Syphilis, a multi-stage sexually transmitted disease caused by the spirochete Treponema pallidum (Tp), continues to be a major worldwide public health problem. The World Health Organization (WHO) estimates that approximately 10.6 million new syphilis cases occur yearly throughout the globe. The clinical manifestations of syphilis reflect the propensity of Tp to disseminate systemically and induce a chronic inflammation which occurs in stages, being secondary syphilis (SS) the focus of this proposal. Despite the robust nature of the adaptive and humoral immune responses during SS, including the emergence of high titers of opsonic antibodies, it takes weeks to months for host defenses to gain control of the invading pathogen. How the bacterium is able to evade human host defenses, while at the same time evoking vigorous cellular and humoral immune responses, is the principal scientific objective of the current proposal. A careful analysis of Tps unique ultrastructural characteristics, which contains very few outer membrane proteins (OMPs), provides potential explanations for the paradoxical nature of SS. Inefficient antibody binding to the sparse spirochetal OMP antigenic targets is thought to allow a large proportion of spirochetes to shun antibody binding and opsonophagocytosis; a mechanism which we have shown is an essential requirement for Tp driven innate immune cell activation. The new finding that circulating natural killer (NK) cells reveal immunophenotypic alterations (emergence of a CD56negativeCD16high NK-cell subset), which exhibits both poor cytolytic activity and impaired cytokine production suggests that additional immunologic factors play a role in the duality of the immune response to Tp. We now propose a new syphilis immune-pathogenesis model, where antibodies to Tps rare OMPs are only capable of binding a sub-population of spirochetes, thus allowing immune escape of organisms and at the same time recognition and bacterial clearance of different tissues. Over time, the host's expanding repertoire of antibodies against these rare OMPs broadens and intensifies, leading to more efficient opsonophagocytosis, bacterial clearance and lesion resolution. To accomplish our goals and examine mechanistic aspects of the proposed model, we have formulated the following Specific Aims.
In Aim 1 : we will further characterize spirochete burdens, spirochete diversity and the antibody responses in the blood of secondary syphilis patients; and in aim 2: we will study the role of the dermal macrophage as a driver of both inflammation and spirochetal clearance in secondary syphilis patient's dermal lesions. And in aim 3, w will further characterize NK cells in blood of SS patients. In concert wit the Fogarty International Center's mission to reduce health disparities amongst nations, the planned activities will also: (1) support collaborative syphilis immunobiology research between the LMIC PI and the US collaborators (2) strengthen CIDEIMs research capabilities and technical base; (3) continue providing needed epidemiological data about venereal syphilis for that region of Colombia.

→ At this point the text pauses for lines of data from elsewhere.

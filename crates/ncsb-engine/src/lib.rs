//! # ncsb-engine — Join-and-Enrichment Engine
//!
//! The pure core of the NCSB toolchain. Given a catalog of typed controls
//! and the four baseline identifier sets, the engine:
//!
//! 1. builds a [`BaselineSets`] snapshot (duplicate rows collapse),
//! 2. joins each control against the four sets by canonical identifier,
//! 3. derives `severity` and `non_negotiable` from the membership flags
//!    under a [`RuleConfig`],
//! 4. assembles the final [`EnrichedCatalog`] in catalog input order with
//!    run-level metadata.
//!
//! ## Crate Policy
//!
//! - No I/O. Inputs are immutable snapshots; the engine is deterministic
//!   given identical catalog, sets, config, and timestamp.
//! - Single-threaded and synchronous — a run is one pass over the catalog.
//! - Diagnostics (orphan baselines, duplicate catalog rows) go through
//!   `tracing::warn!` and are never fatal.

pub mod assemble;
pub mod baseline;
pub mod join;
pub mod rules;

pub use assemble::{assemble, EnrichedCatalog, EnrichedControl};
pub use baseline::{BaselineSet, BaselineSets};
pub use join::{join_catalog, report_orphan_baselines};
pub use rules::{BaselineMembership, MinBaseline, RuleConfig};
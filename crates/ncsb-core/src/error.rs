//! # Error Types — Structured Error Hierarchy
//!
//! Defines the error types used throughout the NCSB toolchain. All errors
//! use `thiserror` for derive-based `Display` and `Error` implementations.
//!
//! ## Design
//!
//! - Configuration errors fail loudly before any processing begins.
//! - Ingestion errors carry enough context to name the offending document.
//! - Malformed control identifiers are NOT errors — they pass through the
//!   normalizer as opaque keys (see [`crate::identifier`]).

use thiserror::Error;

/// Top-level error type for the NCSB toolchain.
#[derive(Error, Debug)]
pub enum NcsbError {
    /// Invalid run configuration (e.g. unknown minimum-baseline value).
    #[error("configuration error: {0}")]
    Config(String),

    /// An OSCAL document did not have the expected shape.
    #[error("oscal ingestion error: {0}")]
    OscalParse(String),

    /// Timestamp parsing or construction failure.
    #[error("timestamp error: {0}")]
    Timestamp(String),

    /// JSON serialization/deserialization error.
    #[error("serialization error: {0}")]
    Serialization(#[from] serde_json::Error),

    /// IO error.
    #[error("io error: {0}")]
    Io(#[from] std::io::Error),
}
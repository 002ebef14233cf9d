//! # Catalog Joiner
//!
//! Joins the catalog against the four baseline sets by canonical
//! identifier. The join is a pure lookup — no fuzzy matching, no
//! cross-family inference. A control absent from every set gets all-false
//! membership.
//!
//! Also home to the orphan-baseline diagnostic: baseline identifiers that
//! name no catalog control are reported per tier via `tracing::warn!` and
//! are never fatal.

use std::collections::HashSet;

use ncsb_core::{BaselineTier, Control, ControlId};

use crate::baseline::BaselineSets;
use crate::rules::BaselineMembership;

/// Compute one control identifier's membership across the four sets.
pub fn membership_for(id: &ControlId, sets: &BaselineSets) -> BaselineMembership {
    BaselineMembership {
        low: sets.low.contains(id),
        moderate: sets.moderate.contains(id),
        high: sets.high.contains(id),
        privacy: sets.privacy.contains(id),
    }
}

/// Join every catalog control against the baseline sets.
///
/// Returns one membership record per control, parallel to the input slice
/// (catalog order is preserved downstream by construction).
pub fn join_catalog(controls: &[Control], sets: &BaselineSets) -> Vec<BaselineMembership> {
    controls
        .iter()
        .map(|c| membership_for(&c.id, sets))
        .collect()
}

/// Warn about baseline identifiers that do not appear in the catalog.
///
/// Emits one `tracing::warn!` per affected tier with the orphan count and
/// the sorted identifier list. Orphans are tolerated — they simply cannot
/// contribute membership to any output row.
pub fn report_orphan_baselines(controls: &[Control], sets: &BaselineSets) {
    let catalog_ids: HashSet<&ControlId> = controls.iter().map(|c| &c.id).collect();
    for tier in BaselineTier::all_tiers() {
        let mut orphans: Vec<&str> = sets
            .get(*tier)
            .iter()
            .filter(|id| !catalog_ids.contains(id))
            .map(|id| id.as_str())
            .collect();
        if orphans.is_empty() {
            continue;
        }
        orphans.sort_unstable();
        tracing::warn!(
            tier = %tier,
            count = orphans.len(),
            "baseline control(s) not found in catalog: {}",
            orphans.join(", ")
        );
    }
}
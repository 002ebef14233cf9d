//! # ncsb CLI Entry Point
//!
//! Assembles subcommands and dispatches to handler modules.

use clap::Parser;

/// NCSB toolchain — enriched NIST SP 800-53 Rev. 5 catalog generator.
///
/// Joins the control catalog with the SP 800-53B baseline profiles and
/// emits one JSON dataset with per-control baseline membership, derived
/// severity, and the non-negotiable flag.
#[derive(Parser, Debug)]
#[command(name = "ncsb", version, about)]
struct Cli {
    #[command(subcommand)]
    command: Commands,
}

#[derive(clap::Subcommand, Debug)]
enum Commands {
    /// Generate the enriched catalog JSON from OSCAL inputs.
    Generate(ncsb_cli::generate::GenerateArgs),
}

fn main() -> anyhow::Result<()> {
    // Initialize tracing
    tracing_subscriber::fmt()
        .with_env_filter(tracing_subscriber::EnvFilter::from_default_env())
        .init();

    let cli = Cli::parse();

    match cli.command {
        Commands::Generate(args) => ncsb_cli::generate::run(&args),
    }
}
//! # OSCAL Profile Ingestion
//!
//! Serde models for the OSCAL profile documents that define the SP 800-53B
//! baselines. A profile is reduced to the sequence of control identifiers
//! it selects; the engine's set builder handles duplicate collapse.

use serde::Deserialize;

use ncsb_core::{ControlId, NcsbError};

use crate::id::oscal_id_to_control_id;

/// Top-level OSCAL profile document.
#[derive(Debug, Deserialize)]
pub struct ProfileDocument {
    /// The profile body.
    pub profile: Profile,
}

/// The profile body: a list of imports, each selecting controls.
#[derive(Debug, Default, Deserialize)]
pub struct Profile {
    #[serde(default)]
    pub imports: Vec<Import>,
}

/// One import directive with its control selections.
#[derive(Debug, Deserialize)]
pub struct Import {
    #[serde(default, rename = "include-controls")]
    pub include_controls: Vec<IncludeControls>,
}

/// A control selection by explicit identifier list.
#[derive(Debug, Deserialize)]
pub struct IncludeControls {
    #[serde(default, rename = "with-ids")]
    pub with_ids: Vec<String>,
}

/// Parse an OSCAL profile JSON document into the selected control
/// identifiers, converted to canonical form, in document order.
///
/// An empty or import-free profile yields an empty list, not an error.
///
/// # Errors
///
/// Returns [`NcsbError::OscalParse`] when the document is not valid JSON
/// or lacks the profile envelope.
pub fn parse_profile(json: &str) -> Result<Vec<ControlId>, NcsbError> {
    let doc: ProfileDocument = serde_json::from_str(json)
        .map_err(|e| NcsbError::OscalParse(format!("invalid OSCAL profile document: {e}")))?;

    let mut ids = Vec::new();
    for import in &doc.profile.imports {
        for ic in &import.include_controls {
            for wid in &ic.with_ids {
                ids.push(oscal_id_to_control_id(wid));
            }
        }
    }
    Ok(ids)
}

Syphilis, caused by the spirochetal bacterium, Treponema pallidum, remains rampant throughout the world with more than 10.6 million cases occurring every year. This proposed research will allow us to advance our understanding of spirochetal immune recognition and immune evasion by its obligate human host and equally importantly, will address a major public health problem in Colombia, continue to provide local health authorities much needed epidemiological data about venereal syphilis in Cali and will allow the investigative team to carry on with education and training of local health professionals about the complexities of syphilis diagnosis and management.